• DATA EXCERPTS

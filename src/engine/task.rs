//! Task records and the batch/status message shapes.

use std::path::PathBuf;
use std::sync::atomic::{AtomicU64, Ordering};

use serde::{Deserialize, Serialize};

use crate::config::S3Config;

use super::pool::WorkerContext;
use super::{index, list, transfer};

static NEXT_TASK_ID: AtomicU64 = AtomicU64::new(1);

/// Bounded group of files (or object keys) under one directory or
/// prefix, the unit of downstream transfer work.
#[derive(Clone, Debug, Serialize, Deserialize)]
pub struct IndexBatch {
    pub dir: String,
    pub files: Vec<String>,
    /// Byte sum of the files in the batch; 0 for key batches produced by
    /// a listing.
    #[serde(default)]
    pub size: u64,
    #[serde(default)]
    pub nfs_cluster: String,
}

/// Per batch outcome of a transfer operation.
///
/// `success + failure` always equals the file count of the consumed
/// batch; `size` carries the failed-byte total of an upload.
#[derive(Clone, Debug, PartialEq, Serialize, Deserialize)]
pub struct StatusMessage {
    pub success: usize,
    pub failure: usize,
    pub dir: String,
    #[serde(default)]
    pub size: u64,
}

/// Parameters of a recursive filesystem indexing step.
#[derive(Clone, Debug)]
pub struct IndexParams {
    pub dir: PathBuf,
    pub nfs_cluster: String,
    pub max_index_size: usize,
}

/// Parameters of a recursive object store listing step.
#[derive(Clone, Debug)]
pub struct ListParams {
    pub prefix: String,
    pub s3: S3Config,
    pub max_index_size: usize,
}

/// Parameters shared by the `put` and `del` batch executors.
#[derive(Clone, Debug)]
pub struct TransferParams {
    pub batch: IndexBatch,
    pub s3: S3Config,
    pub dryrun: bool,
}

/// Parameters of the `get` batch executor.
#[derive(Clone, Debug)]
pub struct GetParams {
    pub batch: IndexBatch,
    pub s3: S3Config,
    pub dest_path: PathBuf,
    pub dryrun: bool,
}

pub enum TaskKind {
    Index(IndexParams),
    List(ListParams),
    Put(TransferParams),
    Get(GetParams),
    Del(TransferParams),
}

impl TaskKind {
    pub fn name(&self) -> &'static str {
        match self {
            TaskKind::Index(_) => "index",
            TaskKind::List(_) => "list",
            TaskKind::Put(_) => "put",
            TaskKind::Get(_) => "get",
            TaskKind::Del(_) => "del",
        }
    }
}

/// Immutable unit of work. Ids are unique process wide.
pub struct Task {
    pub id: u64,
    pub kind: TaskKind,
}

impl Task {
    pub fn new(kind: TaskKind) -> Self {
        Self {
            id: NEXT_TASK_ID.fetch_add(1, Ordering::SeqCst),
            kind,
        }
    }

    /// Run the operation. Executor failures are logged and swallowed, so
    /// a bad task cannot poison the queue and is not retried.
    pub fn execute(&self, ctx: &WorkerContext) {
        let result = match &self.kind {
            TaskKind::Index(params) => index::run(params, ctx),
            TaskKind::List(params) => list::run(params, ctx),
            TaskKind::Put(params) => transfer::put(params, ctx),
            TaskKind::Get(params) => transfer::get(params, ctx),
            TaskKind::Del(params) => transfer::delete(params, ctx),
        };
        if let Err(err) = result {
            log::error!("task {} ({}): {}", self.id, self.kind.name(), err);
        }
    }
}

#[cfg(test)]
mod tests {
    use super::*;
    use std::collections::HashSet;

    fn index_task() -> Task {
        Task::new(TaskKind::Index(IndexParams {
            dir: PathBuf::from("/tmp"),
            nfs_cluster: String::new(),
            max_index_size: 10,
        }))
    }

    #[test]
    fn task_ids_are_unique_across_threads() {
        let mut handles = Vec::new();
        for _ in 0..4 {
            handles.push(std::thread::spawn(|| {
                (0..100).map(|_| index_task().id).collect::<Vec<u64>>()
            }));
        }

        let mut seen = HashSet::new();
        for handle in handles {
            for id in handle.join().unwrap() {
                assert!(seen.insert(id), "duplicate task id {}", id);
            }
        }
    }
}
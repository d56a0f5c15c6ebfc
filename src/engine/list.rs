//! Recursive object store listing, gated by the prefix index.

use anyhow::{bail, Error};

use crate::store::PrefixIndexData;

use super::pool::WorkerContext;
use super::task::{IndexBatch, ListParams, Task, TaskKind};

/// One step of a prefix enumeration.
enum KeyEvent {
    /// A key the prefix index knows as a sub prefix.
    SubPrefix(String),
    /// A bounded group of plain object keys.
    Batch(Vec<String>),
}

/// Splits a key listing into sub prefixes and bounded key batches, with
/// the same flush rule as the directory iterator: the key that crosses
/// the threshold opens the next batch.
struct KeyBatcher<'a, I> {
    keys: I,
    prefix_index: &'a PrefixIndexData,
    max_index_size: usize,
    pending: Vec<String>,
    done: bool,
}

impl<'a, I> KeyBatcher<'a, I> {
    fn new(keys: I, prefix_index: &'a PrefixIndexData, max_index_size: usize) -> Self {
        Self {
            keys,
            prefix_index,
            max_index_size: max_index_size.max(1),
            pending: Vec::new(),
            done: false,
        }
    }
}

impl<'a, I: Iterator<Item = Result<String, Error>>> Iterator for KeyBatcher<'a, I> {
    type Item = Result<KeyEvent, Error>;

    fn next(&mut self) -> Option<Self::Item> {
        if self.done {
            return None;
        }
        loop {
            match self.keys.next() {
                Some(Err(err)) => return Some(Err(err)),
                Some(Ok(key)) => {
                    // A prefix can group both keys and sub prefixes.
                    if self.prefix_index.contains(&key) {
                        return Some(Ok(KeyEvent::SubPrefix(key)));
                    }
                    if self.pending.len() == self.max_index_size {
                        let batch = std::mem::replace(&mut self.pending, vec![key]);
                        return Some(Ok(KeyEvent::Batch(batch)));
                    }
                    self.pending.push(key);
                }
                None => {
                    self.done = true;
                    if self.pending.is_empty() {
                        return None;
                    }
                    let batch = std::mem::take(&mut self.pending);
                    return Some(Ok(KeyEvent::Batch(batch)));
                }
            }
        }
    }
}

/// List one prefix.
///
/// A prefix known to the prefix index is iterated directly: keys that
/// are themselves known prefixes spawn `list` tasks, everything else is
/// grouped into key batches for the downstream transfer stage. A prefix
/// whose listing produced only plain keys is a leaf and bubbles. An
/// unknown prefix treats every returned key as a sub prefix. An empty
/// listing is logged and neither registers nor bubbles the prefix.
pub fn run(params: &ListParams, ctx: &WorkerContext) -> Result<(), Error> {
    let prefix_index = match ctx.prefix_index.as_ref() {
        Some(data) => data.as_ref(),
        None => bail!("prefix index data is not loaded"),
    };
    let store = match ctx.store.as_ref() {
        Some(store) => store,
        None => bail!("no object store connection for prefix '{}'", params.prefix),
    };

    let prefix = params.prefix.trim().to_string();
    let bucket = params.s3.bucket.as_str();

    let keys = store.list_objects(bucket, &prefix)?;
    let mut empty = true;

    if let Some(stat) = prefix_index.get(&prefix) {
        log::debug!(
            "prefix '{}': indexed with {} files, {} bytes",
            prefix,
            stat.files,
            stat.size
        );
        let mut lowest_level = true;
        for event in KeyBatcher::new(keys, prefix_index, params.max_index_size) {
            match event {
                Ok(KeyEvent::SubPrefix(sub)) => {
                    empty = false;
                    lowest_level = false;
                    ctx.tracker.increment(&prefix);
                    ctx.queues.tasks.submit(Task::new(TaskKind::List(ListParams {
                        prefix: sub,
                        s3: params.s3.clone(),
                        max_index_size: params.max_index_size,
                    })));
                }
                Ok(KeyEvent::Batch(files)) => {
                    empty = false;
                    ctx.queues.push_batch(IndexBatch {
                        dir: prefix.clone(),
                        files,
                        size: 0,
                        nfs_cluster: String::new(),
                    });
                }
                Err(err) => log::error!("list {}: {}", prefix, err),
            }
        }
        if empty {
            log::error!("no object keys below prefix '{}'", prefix);
        } else if lowest_level {
            ctx.tracker.reset(&prefix);
            ctx.tracker.decrement_and_bubble(&prefix);
        }
    } else {
        for key in keys {
            match key {
                Ok(key) => {
                    empty = false;
                    ctx.tracker.increment(&prefix);
                    ctx.queues.tasks.submit(Task::new(TaskKind::List(ListParams {
                        prefix: key,
                        s3: params.s3.clone(),
                        max_index_size: params.max_index_size,
                    })));
                }
                Err(err) => log::error!("list {}: {}", prefix, err),
            }
        }
        if empty {
            log::error!("no object keys below prefix '{}'", prefix);
        }
    }

    Ok(())
}
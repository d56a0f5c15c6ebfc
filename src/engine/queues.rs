//! Shared channels between the engine, its workers, and the downstream
//! transfer stage.

use std::sync::atomic::{AtomicUsize, Ordering};
use std::sync::Arc;

use crossbeam_channel::{unbounded, Receiver, Sender};

use super::task::{IndexBatch, StatusMessage, Task};

/// Message on the task channel. Workers stop on `Shutdown`.
pub enum TaskMessage {
    Run(Task),
    Shutdown,
}

/// Task channel plus an outstanding-task counter.
///
/// The counter is bumped on submit and dropped only after the executor
/// returns, so it covers the window between queue pop and task
/// completion: `outstanding() == 0` means the queue is drained *and* no
/// worker is mid-task.
#[derive(Clone)]
pub struct TaskQueue {
    tx: Sender<TaskMessage>,
    rx: Receiver<TaskMessage>,
    outstanding: Arc<AtomicUsize>,
}

impl TaskQueue {
    pub fn new() -> Self {
        let (tx, rx) = unbounded();
        Self {
            tx,
            rx,
            outstanding: Arc::new(AtomicUsize::new(0)),
        }
    }

    /// Queue a task.
    pub fn submit(&self, task: Task) {
        self.outstanding.fetch_add(1, Ordering::SeqCst);
        if self.tx.send(TaskMessage::Run(task)).is_err() {
            self.outstanding.fetch_sub(1, Ordering::SeqCst);
        }
    }

    pub fn send_shutdown(&self) {
        let _ = self.tx.send(TaskMessage::Shutdown);
    }

    /// Block-pop the next message; `None` once the channel is closed.
    pub fn recv(&self) -> Option<TaskMessage> {
        self.rx.recv().ok()
    }

    /// Mark a popped task finished.
    pub fn task_done(&self) {
        self.outstanding.fetch_sub(1, Ordering::SeqCst);
    }

    pub fn outstanding(&self) -> usize {
        self.outstanding.load(Ordering::SeqCst)
    }
}

/// The channel set owned by the engine: tasks in flight, index batches
/// for the downstream transfer stage, per batch status results.
#[derive(Clone)]
pub struct SharedQueues {
    pub tasks: TaskQueue,
    index_tx: Sender<IndexBatch>,
    index_rx: Receiver<IndexBatch>,
    status_tx: Sender<StatusMessage>,
    status_rx: Receiver<StatusMessage>,
}

impl SharedQueues {
    pub fn new() -> Self {
        let (index_tx, index_rx) = unbounded();
        let (status_tx, status_rx) = unbounded();
        Self {
            tasks: TaskQueue::new(),
            index_tx,
            index_rx,
            status_tx,
            status_rx,
        }
    }

    pub fn push_batch(&self, batch: IndexBatch) {
        let _ = self.index_tx.send(batch);
    }

    pub fn push_status(&self, status: StatusMessage) {
        let _ = self.status_tx.send(status);
    }

    /// Take every index batch queued so far.
    pub fn drain_batches(&self) -> Vec<IndexBatch> {
        self.index_rx.try_iter().collect()
    }

    /// Take every status message queued so far.
    pub fn drain_status(&self) -> Vec<StatusMessage> {
        self.status_rx.try_iter().collect()
    }
}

• EXERCISE OBJECTIVE
A bare number is required: the count of lines above with the string "TransferParams".

• OUTPUT
3